Why Does This Case Matter?

This case is significant for practitioners because it illustrates how Singapore courts approach “consent” and co-existence agreements in trade mark disputes. Parties often settle earlier conflicts and assume that a settlement will prevent later registration problems. The decision signals that such assumptions are risky: contractual co-existence may be relevant evidence, but it does not necessarily satisfy the statutory concept of consent under s 8(9). Lawyers should therefore draft settlement agreements with careful attention to scope, goods/services demarcation, and any express references to future registrations and specific classes or territories.

More broadly, the judgment provides a structured and detailed application of the s 8(2)(b) confusion analysis. It demonstrates that courts will scrutinise (i) inherent and acquired distinctiveness, (ii) similarity of marks across visual, aural and conceptual dimensions, and (iii) similarity of goods/services based on the legal specifications. It also confirms that market context—such as mode of purchase and the nature of the goods—can influence the confusion assessment, while foreign administrative decisions (such as an Australian Registrar’s decision) may be considered but will not override Singapore’s statutory tests.

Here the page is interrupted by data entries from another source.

//! Banner status calculator and display filter

use chrono::{DateTime, Utc};
use serde::{Deserialize, Serialize};
use std::fmt;

use crate::entities::Scheduled;

/// Lifecycle state of a banner at a given instant
#[derive(Debug, Clone, Copy, PartialEq, Eq, Hash, Serialize, Deserialize)]
#[serde(rename_all = "snake_case")]
pub enum BannerStatus {
    /// Start date is in the future
    Scheduled,
    /// Inside its window
    Active,
    /// End date has passed
    Expired,
    /// Switched off (by an administrator or by reconciliation)
    Paused,
    /// Active with no bounds at all
    NoSchedule,
}

impl BannerStatus {
    pub const fn as_str(self) -> &'static str {
        match self {
            Self::Scheduled => "scheduled",
            Self::Active => "active",
            Self::Expired => "expired",
            Self::Paused => "paused",
            Self::NoSchedule => "no_schedule",
        }
    }

    /// Whether a banner in this state is shown to end users
    #[inline]
    pub const fn is_live(self) -> bool {
        matches!(self, Self::Active | Self::NoSchedule)
    }
}

impl fmt::Display for BannerStatus {
    fn fmt(&self, f: &mut fmt::Formatter<'_>) -> fmt::Result {
        f.write_str(self.as_str())
    }
}

/// Compute the lifecycle state of `banner` at `now`.
///
/// The start bound is inclusive and the end bound is exclusive: at exactly
/// `start_date` the banner has started, at exactly `end_date` it has ended.
pub fn calculate_status<S: Scheduled + ?Sized>(banner: &S, now: DateTime<Utc>) -> BannerStatus {
    // An inactive banner is paused whether or not its window is currently open.
    if !banner.active() {
        return BannerStatus::Paused;
    }

    let start = banner.start_date();
    let end = banner.end_date();

    if start.is_none() && end.is_none() {
        return BannerStatus::NoSchedule;
    }
    if start.is_some_and(|start| now < start) {
        return BannerStatus::Scheduled;
    }
    if end.is_some_and(|end| now >= end) {
        return BannerStatus::Expired;
    }
    BannerStatus::Active
}

/// Whether `banner` should be rendered to end users at `now`
#[inline]
pub fn is_displayable<S: Scheduled + ?Sized>(banner: &S, now: DateTime<Utc>) -> bool {
    calculate_status(banner, now).is_live()
}

/// Keep only the banners displayable at `now`, preserving order
pub fn displayable<S: Scheduled>(banners: &[S], now: DateTime<Utc>) -> Vec<&S> {
    banners.iter().filter(|b| is_displayable(*b, now)).collect()
}
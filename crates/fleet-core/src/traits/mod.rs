//! Ports implemented by the infrastructure layer

mod repositories;

pub use repositories::{BannerRepository, RepoResult};
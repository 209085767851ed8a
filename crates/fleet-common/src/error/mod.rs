//! Application error types

mod app_error;

pub use app_error::{domain_status_code, AppError, AppResult};
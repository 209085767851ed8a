//! Health service
//!
//! Liveness is unconditional; readiness requires both banner stores to answer a ping.

use fleet_core::BannerKind;
use tracing::warn;

use crate::dto::{HealthResponse, ReadinessResponse};

use super::context::ServiceContext;

/// Health service
pub struct HealthService<'a> {
    ctx: &'a ServiceContext,
}

impl<'a> HealthService<'a> {
    pub fn new(ctx: &'a ServiceContext) -> Self {
        Self { ctx }
    }

    pub fn liveness(&self) -> HealthResponse {
        HealthResponse::healthy(self.ctx.now())
    }

    pub async fn readiness(&self) -> ReadinessResponse {
        let mut database_healthy = true;
        for kind in BannerKind::ALL {
            if let Err(e) = self.ctx.banner_repo(kind).ping().await {
                warn!(kind = %kind, error = %e, "Readiness probe failed");
                database_healthy = false;
            }
        }

        ReadinessResponse::ready(database_healthy, self.ctx.now())
    }
}
//! Banner ID - opaque unique identifier backed by a UUID

use serde::{Deserialize, Serialize};
use std::fmt;
use uuid::Uuid;

/// Opaque banner identifier
#[derive(Debug, Clone, Copy, PartialEq, Eq, PartialOrd, Ord, Hash, Serialize, Deserialize)]
#[serde(transparent)]
pub struct BannerId(Uuid);

impl BannerId {
    /// Generate a fresh random identifier
    pub fn generate() -> Self {
        Self(Uuid::new_v4())
    }

    #[inline]
    pub const fn from_uuid(id: Uuid) -> Self {
        Self(id)
    }

    #[inline]
    pub const fn into_inner(self) -> Uuid {
        self.0
    }

    /// Parse from string representation
    pub fn parse(s: &str) -> Result<Self, BannerIdParseError> {
        Uuid::parse_str(s.trim())
            .map(Self)
            .map_err(|_| BannerIdParseError::InvalidFormat)
    }
}

/// Error when parsing a BannerId from string
#[derive(Debug, Clone, Copy, PartialEq, Eq, thiserror::Error)]
pub enum BannerIdParseError {
    #[error("invalid banner id format")]
    InvalidFormat,
}

impl fmt::Display for BannerId {
    fn fmt(&self, f: &mut fmt::Formatter<'_>) -> fmt::Result {
        write!(f, "{}", self.0)
    }
}

impl From<Uuid> for BannerId {
    fn from(id: Uuid) -> Self {
        Self(id)
    }
}

impl From<BannerId> for Uuid {
    fn from(id: BannerId) -> Self {
        id.0
    }
}

impl std::str::FromStr for BannerId {
    type Err = BannerIdParseError;

    fn from_str(s: &str) -> Result<Self, Self::Err> {
        BannerId::parse(s)
    }
}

Finally, the case is useful for understanding how goodwill and misrepresentation-like reasoning can be integrated into trade mark opposition grounds. Practitioners advising brand owners should treat the “DIGI” dispute as a reminder that even where a word mark is shared or co-used, the legal question is whether the statutory conditions for refusal are met, including whether consumers are likely to be misled as to origin or business connection.

Legislation Referenced

  • Trade Marks Act (Cap 332, 2005 Rev Ed) — sections 7(6), 8(2)(b), 8(4)(a), 8(4)(b)(i), 8(7)(a), and 8(9)

Cases Cited

  • Digi International Inc. v Teraoka Seiko Co., Ltd [2020] SGIPOS 1
  • Digi International Inc. v Teraoka Seiko Co., Ltd [2021] SGHC 165

Source Documents

This article analyses [2021] SGHC 165 for legal research and educational purposes. It does not constitute legal advice. Readers should consult the full judgment for the Court's complete reasoning.